Conceptual
4 min read

Content Security Policy

Learn how the Content Security Policy (CSP) offers defense against web vulnerabilities, its key features, and best practices.
Table of Contents

Content Security Policy is a browser feature designed to prevent cross-site scripting (XSS) and related code-injection attacks. CSP provides developers with the ability to define an allowlist of sources of trusted content, effectively restricting the browser from loading any resources from non-allowlisted sources.

When a browser receives the Content-Security-Policy HTTP header from a web server it adheres to the defined policy, blocking or allowing content loads based on the provided rules.

XSS remains one of the most prevalent web application vulnerabilities. In an XSS attack, malicious scripts are injected into websites, which run on the end user's browser, potentially leading to stolen data, session hijacking, and other malicious actions.

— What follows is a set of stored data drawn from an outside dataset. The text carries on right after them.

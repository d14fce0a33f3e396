//! Type contracts for the accord agreement engine.
//!
//! This crate defines the contracts shared by every other crate in the
//! workspace: the timeline abstraction and its default millisecond
//! [`Timestamp`], the sealed integral [`Weight`] trait, the [`Object`] and
//! [`ValidatorId`] markers, and the [`ValidatorSet`] registry contract.

pub mod object;
pub mod time;
pub mod validators;
pub mod weight;

pub use object::Object;
pub use time::{Clock, SystemClock, TimePoint, Timestamp};
pub use validators::{ValidatorId, ValidatorSet};
pub use weight::Weight;
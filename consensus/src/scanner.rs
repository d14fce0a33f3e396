//! Ordered sweep over a vote log.
//!
//! [`sweep`] replays the log across `[begin, end]`, feeding the tally in
//! time order. Two cursors advance left to right over the same event range:
//! `upper` applies rises, `lower` applies the matching window expirations at
//! `time + window`. Neither stream is materialised. After each batch of
//! simultaneous events the edge callback fires with the instant and the
//! tally, so the number of callbacks is bounded by the number of distinct
//! event times, not the number of votes.
//!
//! Faults are reported from the rise path only; an expiry can never
//! equivocate.

use crate::log::VoteLog;
use crate::tally::Tally;
use accord_types::{Object, TimePoint, ValidatorId, ValidatorSet, Weight};

/// Sweep `log` across `[begin, end]`, driving `tally` and emitting `edge`
/// at every distinct event boundary.
///
/// The tally carries whatever state the caller wants to start from,
/// usually fresh.
pub fn sweep<O, V, T, W, S, E, F>(
    log: &VoteLog<O, V, T>,
    tally: &mut Tally<O, V, T, W>,
    window: T::Span,
    begin: T,
    end: T,
    validators: &S,
    edge: &mut E,
    fault: &mut F,
) where
    O: Object,
    V: ValidatorId,
    T: TimePoint,
    W: Weight,
    S: ValidatorSet<Id = V, Weight = W>,
    E: FnMut(T, &Tally<O, V, T, W>),
    F: FnMut(&V),
{
    let mut upper = log.range(begin, end).peekable();
    let mut lower = log.range(begin, end).peekable();

    while let Some((time, validator, object)) = upper.next() {
        // Expirations due at or before this rise come first.
        while let Some((fell, validator, object)) =
            lower.next_if(|&(opened, _, _)| opened.advance(window) <= time)
        {
            tally.fall(fell, validator, object);
            if lower.peek().map_or(true, |&(next, _, _)| next != fell) {
                edge(fell.advance(window), &*tally);
            }
        }
        tally.rise(time, validator.clone(), object.clone(), validators, fault);
        if upper.peek().map_or(true, |&(next, _, _)| next != time) {
            edge(time, &*tally);
        }
    }

    // Drain expirations that land strictly inside the interval's tail.
    while let Some((fell, validator, object)) =
        lower.next_if(|&(opened, _, _)| opened.advance(window) < end)
    {
        tally.fall(fell, validator, object);
        if lower.peek().map_or(true, |&(next, _, _)| next != fell) {
            edge(fell.advance(window), &*tally);
        }
    }
}
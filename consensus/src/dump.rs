//! CSV edge dump for offline inspection.
//!
//! One line per `(object, weight)` totals entry in every edge snapshot, in
//! scan order: `time,object,weight`. Entries within a snapshot are sorted by
//! object so two dumps of the same log compare byte-for-byte. Drained
//! entries show up with weight zero, which is what makes "just emptied"
//! instants visible to plotting tools.

use crate::agreement::{Dag, NodeId};
use crate::error::AgreementError;
use crate::tally::Tally;
use accord_types::{Object, TimePoint, ValidatorId, ValidatorSet, Weight};
use std::fmt::Display;
use std::io::Write;

/// Sweep `id`'s entire log and write every edge snapshot to `out`.
pub fn write_edges<O, V, T, W, S, Out>(
    dag: &Dag<O, V, T>,
    id: NodeId,
    validators: &S,
    out: &mut Out,
) -> Result<(), AgreementError>
where
    O: Object + Display,
    V: ValidatorId,
    T: TimePoint + Display,
    W: Weight + Display,
    S: ValidatorSet<Id = V, Weight = W>,
    Out: Write,
{
    let mut tally = Tally::new();
    let mut status = Ok(());
    let mut edge = |time: T, tally: &Tally<O, V, T, W>| {
        if status.is_err() {
            return;
        }
        let mut entries: Vec<_> = tally.totals().iter().collect();
        entries.sort_by(|a, b| a.0.cmp(b.0));
        for (object, weight) in entries {
            if let Err(error) = writeln!(out, "{time},{object},{weight}") {
                status = Err(error);
                return;
            }
        }
    };
    dag.scan(
        id,
        &mut tally,
        T::default(),
        T::MAX,
        validators,
        &mut edge,
        &mut |_| {},
    )?;
    status.map_err(AgreementError::from)
}
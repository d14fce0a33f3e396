//! Time-ordered vote storage.

use accord_types::TimePoint;
use std::collections::BTreeMap;

/// An ordered-by-time multiset of observed votes.
///
/// Duplicate times and duplicate `(validator, object)` pairs are permitted;
/// idempotence is the tally's job. Events sharing a time keep their
/// insertion order. The log is only ever grown by [`VoteLog::insert`];
/// nothing trims it implicitly. Callers prune explicitly when they know a
/// cutoff is safe.
#[derive(Clone, Debug)]
pub struct VoteLog<O, V, T> {
    entries: BTreeMap<T, Vec<(V, O)>>,
    len: usize,
}

impl<O, V, T> Default for VoteLog<O, V, T> {
    fn default() -> Self {
        Self {
            entries: BTreeMap::new(),
            len: 0,
        }
    }
}

impl<O, V, T: TimePoint> VoteLog<O, V, T> {
    pub fn new() -> Self {
        Self::default()
    }

    /// Append an observed vote. Cheap; no validation, no deduplication.
    pub fn insert(&mut self, object: O, time: T, validator: V) {
        self.entries.entry(time).or_default().push((validator, object));
        self.len += 1;
    }

    /// Number of recorded votes.
    pub fn len(&self) -> usize {
        self.len
    }

    pub fn is_empty(&self) -> bool {
        self.len == 0
    }

    /// Events with `begin <= time <= end`, oldest first; same-time events in
    /// insertion order. Empty when `begin > end`.
    pub fn range(&self, begin: T, end: T) -> impl Iterator<Item = (T, &V, &O)> + '_ {
        let events = if begin <= end {
            Some(self.entries.range(begin..=end))
        } else {
            None
        };
        events
            .into_iter()
            .flatten()
            .flat_map(|(time, votes)| votes.iter().map(move |(v, o)| (*time, v, o)))
    }

    /// Drop every event observed before `cutoff`; returns how many were
    /// dropped.
    pub fn prune(&mut self, cutoff: T) -> usize {
        let kept = self.entries.split_off(&cutoff);
        let dropped: usize = self.entries.values().map(Vec::len).sum();
        self.entries = kept;
        self.len -= dropped;
        dropped
    }
}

CSP can reduce the likelihood of XSS by:

  • Allowlisting content sources – CSP works by specifying which sources of content are legitimate for a web application. You can define a list of valid sources for scripts, images, stylesheets, and other web resources. Any content not loaded from these approved sources will be blocked. Thus, if an attacker tries to inject a script from an unauthorized source, CSP will prevent it from loading and executing.
  • Inline script blocking – A common vector for XSS is through inline scripts, which are scripts written directly within the HTML content. CSP can be configured to block all inline scripts, rendering script tags injected by attackers (like <script>alert('XSS Attack!')</script>) ineffective.
  • Disallowing eval() – The eval() function in JavaScript can be misused to execute arbitrary code, which can be a potential XSS vector. CSP can be set up to disallow the use of eval() and its related functions.
  • Nonce and hashes – If there's a need to allow certain inline scripts (while still blocking others), CSP supports a nonce (number used once) that can be added to a script tag. Only scripts with the correct nonce value will be executed. Similarly, CSP can use hashes to allow the execution of specific inline scripts by matching their hash value.
  • Reporting violations – CSP can be set in report-only mode where policy violations don't result in content being blocked but instead send a report to a specified URI. This helps website administrators detect and respond to potential XSS attempts, allowing them to patch vulnerabilities and refine their CSP rules.
  • Plugin restrictions – Some XSS attacks might exploit browser plugins. With CSP, you can limit the types of plugins that can be invoked, further reducing potential attack vectors.

While input sanitization and secure coding practices are essential, CSP acts as a second line of defense, reducing the risk of XSS exploits.

Beyond XSS, CSP can prevent the unauthorized loading of content, protecting users from other threats like clickjacking and data injection.

Content-Security-Policy: default-src 'self'; script-src 'self' cdn.example.com; img-src 'self' img.example.com; style-src 'self';

This policy permits:

  • All content to be loaded only from the site's own origin.
  • Scripts to be loaded from the site's own origin and cdn.example.com.
  • Images from the site's own origin and img.example.com
  • Styles only from the site's origin.
  • Before enforcing a CSP, start with the Content-Security-Policy-Report-Only header. You can do this to keep an eye on possible violations without actually blocking any content. Change to enforcing mode once you know your policy won't break any features.
  • Avoid using unsafe-inline and unsafe-eval . The use of eval() and inline scripts/styles can pose security risks. Avoid enabling these unless absolutely necessary as a best practice. Use nonces or hashes to allowlist particular scripts or styles if you need to allow inline scripts or styles.
  • Use nonces for inline scripts and styles. To allow that particular inline content, a nonce (number used once) can be added to a script or style tag, the CSP header, or both. This ensures that only the inline scripts and styles you have explicitly permitted will be used.
  • Be as detailed as you can, and avoid using too general sources like . . List the specific subdomains you want to allow rather than allowing all subdomains (.domain.com).
  • Keep directives updated. As your project evolves, the sources from which you load content might change. Ensure you update your CSP directives accordingly.

Keep in mind that while CSP is a robust security measure, it's part of a multi-layered security strategy. Input validation, output encoding, and other security practices remain crucial.

Additionally, while CSP is supported by modern browsers, nuances exist in their implementations. Ensure you test your policy across diverse browsers, accounting for variations and ensuring the same security postures.